The penicillin allergy de-labelling movement

Healthcare systems worldwide are actively working to de-label inaccurate penicillin allergies. Penicillin skin testing, graded challenges and allergy clinics can confirm whether a true allergy exists. Most patients with a remote maculopapular rash in childhood are not truly allergic. For patients who genuinely need penicillins (e.g. syphilis in pregnancy, where no alternative exists), de-labelling is critically important. Ask your pharmacist or GP about allergy de-labelling services. For understanding side effects vs allergy, use our Side Effect Checker.
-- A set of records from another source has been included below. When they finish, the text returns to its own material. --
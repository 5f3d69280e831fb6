//! HTTP transport abstraction for source-API fetches.
//!
//! The aggregator talks to sources through the [`Transport`] trait so
//! tests can substitute canned responses (see `crate::testing`). The
//! production implementation wraps `reqwest` and carries the timeout,
//! TLS, proxy and header settings from [`FetcherConfig`].

use async_trait::async_trait;
use reqwest::header::{HeaderMap, HeaderName, HeaderValue};
use std::time::Duration;
use thiserror::Error;
use tracing::warn;

use crate::config::FetcherConfig;

/// The body and status of one source-API response.
#[derive(Debug, Clone)]
pub struct FetchResponse {
    pub status: u16,
    pub body: String,
}

/// Per-source fetch failures. Each is logged and the source skipped;
/// none of these aborts the overall search.
#[derive(Debug, Clone, Error)]
pub enum FetchError {
    #[error("Request timeout")]
    Timeout,

    #[error("Connection failed: {0}")]
    Connection(String),

    #[error("HTTP status {0}")]
    Status(u16),

    #[error("Empty response body")]
    EmptyBody,

    #[error("Transport error: {0}")]
    Other(String),
}

/// A thing that can fetch a URL and hand back body + status.
#[async_trait]
pub trait Transport: Send + Sync {
    /// Fetch `url`. A `FetchResponse` is only returned for HTTP 200
    /// with a non-empty body; everything else is a [`FetchError`].
    async fn fetch(&self, url: &str) -> Result<FetchResponse, FetchError>;
}

/// `reqwest`-backed transport.
pub struct HttpTransport {
    client: reqwest::Client,
}

impl HttpTransport {
    /// Build a client from the fetcher configuration. Headers that
    /// are not valid HTTP header name/value pairs are skipped.
    pub fn new(config: &FetcherConfig) -> Result<Self, reqwest::Error> {
        let mut headers = HeaderMap::new();
        for (name, value) in &config.headers {
            match (
                HeaderName::from_bytes(name.as_bytes()),
                HeaderValue::from_str(value),
            ) {
                (Ok(name), Ok(value)) => {
                    headers.insert(name, value);
                }
                _ => warn!(header = %name, "Skipping invalid custom header"),
            }
        }

        let mut builder = reqwest::Client::builder()
            .connect_timeout(Duration::from_secs(config.connect_timeout_secs))
            .timeout(Duration::from_secs(config.request_timeout_secs))
            .user_agent(config.user_agent.clone())
            .danger_accept_invalid_certs(!config.verify_tls)
            .default_headers(headers);

        if let Some(proxy) = &config.proxy {
            builder = builder.proxy(reqwest::Proxy::all(proxy)?);
        }

        Ok(Self {
            client: builder.build()?,
        })
    }
}

#[async_trait]
impl Transport for HttpTransport {
    async fn fetch(&self, url: &str) -> Result<FetchResponse, FetchError> {
        let response = self.client.get(url).send().await.map_err(|e| {
            if e.is_timeout() {
                FetchError::Timeout
            } else if e.is_connect() {
                FetchError::Connection(e.to_string())
            } else {
                FetchError::Other(e.to_string())
            }
        })?;

        let status = response.status();
        if status != reqwest::StatusCode::OK {
            return Err(FetchError::Status(status.as_u16()));
        }

        let body = response.text().await.map_err(|e| {
            if e.is_timeout() {
                FetchError::Timeout
            } else {
                FetchError::Other(e.to_string())
            }
        })?;

        if body.is_empty() {
            return Err(FetchError::EmptyBody);
        }

        Ok(FetchResponse {
            status: status.as_u16(),
            body,
        })
    }
}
For condition-specific contraindications, see the Contraindication Checker.

Frequently asked questions

A true drug allergy involves the immune system and produces reactions such as hives, angioedema or anaphylaxis. Drug intolerance is a non-immune-mediated reaction such as nausea from codeine or headache from GTN. Drug intolerance does not contraindicate use of the same drug class in the way a true allergy does.
The true cross-reactivity rate between penicillins and cephalosporins is approximately 1-2%, much lower than the historically cited 10%. Most people with penicillin allergy can safely take cephalosporins. However, if your penicillin allergy was anaphylaxis, cephalosporins should only be given under medical supervision. Up to 90% of people labelled penicillin-allergic are not truly allergic.
Sulfa allergy typically refers to allergy to sulfonamide antibiotics. Cross-reactivity with non-antibiotic sulfonamides (furosemide, thiazide diuretics, sulfonylureas) is much lower than historically believed and appears to be rare. A sulfa antibiotic allergy does not reliably predict allergy to sulfonamide-containing non-antibiotic drugs.